Note that if all usage is always tracked, regardless of how which slot is used, this can be done in a completely generic way. If however tracking in should some way depend on the slot (role) the content is in, we'll need some kind of slot-role handler where the relevant code would like. It seems likely that we will need some kind of slot-role handler code anyway, e.g. for handling the purge action; we may also want the behavior of different slots to depend on the page type (file page, article page, template page, etc), but that is for another RFC.
== Proposal ==
Based on the discussion on March 28 (summary at T190063#4091409), the following is proposed:
When running links updates (after an edit, etc)
# construct a ParserOutput for each slot, and a ParserOutput for the combined output
# merge the link tracking information for all slots into the combined ParserOutput
# run a LinksUpdate based on the combined output
# run all other DataUpdates returned by the Content of all slots
Rationale: This approach preserves the maximum of information, and is easy to implement. The fact that it may lead to extraneous data tracking and spurious purging of the parser cache does not seem relevant in the light of the currently targeted use cases. This issue should be revisited in the context of the creation of an entirely new mechanism for tracking dependencies of generated artifacts for purging.
----
Work-in-progress code, for reference:
* https://gerrit.wikimedia.org/r/c/405015/47/includes/Storage/PageMetaDataUpdater.php#1196
* https://gerrit.wikimedia.org/r/c/405015/47/includes/Storage/PageMetaDataUpdater.php#1136
Use cases, for reference:Further reading:
* Use cases https://www.mediawiki.org/wiki/Requests_for_comment/Multi-Content_Revisions#Use_Cases
* On-wiki discussion https://www.mediawiki.org/wiki/User:Daniel_Kinzler_(WMDE)/MCR-PO
----
This RFC is intended to resolve questions about the expected behavior of tracking meta-data in links tables (pagelinks, imagelinks, templatelinks, etc), to guide the architecture and initial implementation of MCR related code. This RFC is not intended to gain approval for a technical solution, but of requirements for such a solution.

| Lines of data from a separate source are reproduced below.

//! # Core Navigation Logic
//!
//! This module contains navstack's business logic.
//! It knows nothing about any specific UI technology.
//!
//! ```text
//!                    ┌─────────────────────────────┐
//!                    │           CORE              │
//!                    │  (this module)              │
//!                    │                             │
//!                    │  • NavigationState (data)   │
//!                    │  • state_utils (transforms) │
//!                    │  • Action + update()        │
//!                    │  • Navigator (store)        │
//!                    │                             │
//!                    │  No UI. Pure transforms.    │
//!                    └──────────────┬──────────────┘
//!                                   │
//!            ┌──────────────────────┼──────────────────────┐
//!            ▼                      ▼                      ▼
//!     ┌────────────┐         ┌────────────┐         ┌────────────┐
//!     │    TUI     │         │   Replay   │         │ Your own   │
//!     │ playground │         │   (CLI)    │         │ framework  │
//!     │ (ratatui)  │         │            │         │            │
//!     └────────────┘         └────────────┘         └────────────┘
//! ```
//!
//! ## Modules
//!
//! - [`route`]: `Route` and the `Keyed` trait
//! - [`state`]: `NavigationState`, the routes + focused index pair
//! - [`state_utils`]: the immutable operations (push, pop, jump, replace, reset)
//! - [`action`]: the `Action` enum and `update()` reducer
//! - [`navigator`]: a store with undo history on top of `update()`
//! - [`scenario`]: scripted replays of action lists
//! - [`config`]: settings and their override hierarchy

pub mod action;
pub mod config;
pub mod navigator;
pub mod route;
pub mod scenario;
pub mod state;
pub mod state_utils;

// Re-export commonly used types for convenience
pub use action::{Action, update};
pub use navigator::Navigator;
pub use route::{Keyed, Route};
pub use state::NavigationState;
pub use state_utils::NavError;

Note that the mechanism for combining the HTML of multiple slots is beyond the scope of this RFC. The obvious approach is to let each slot decide how it presents itself in the standard "article" view. This allows slots to be freely combined. However, some central control of the layout may be desirable for well-known combinations of slots, e.g. for the integration of MediaInfo on file description page for the DSC project.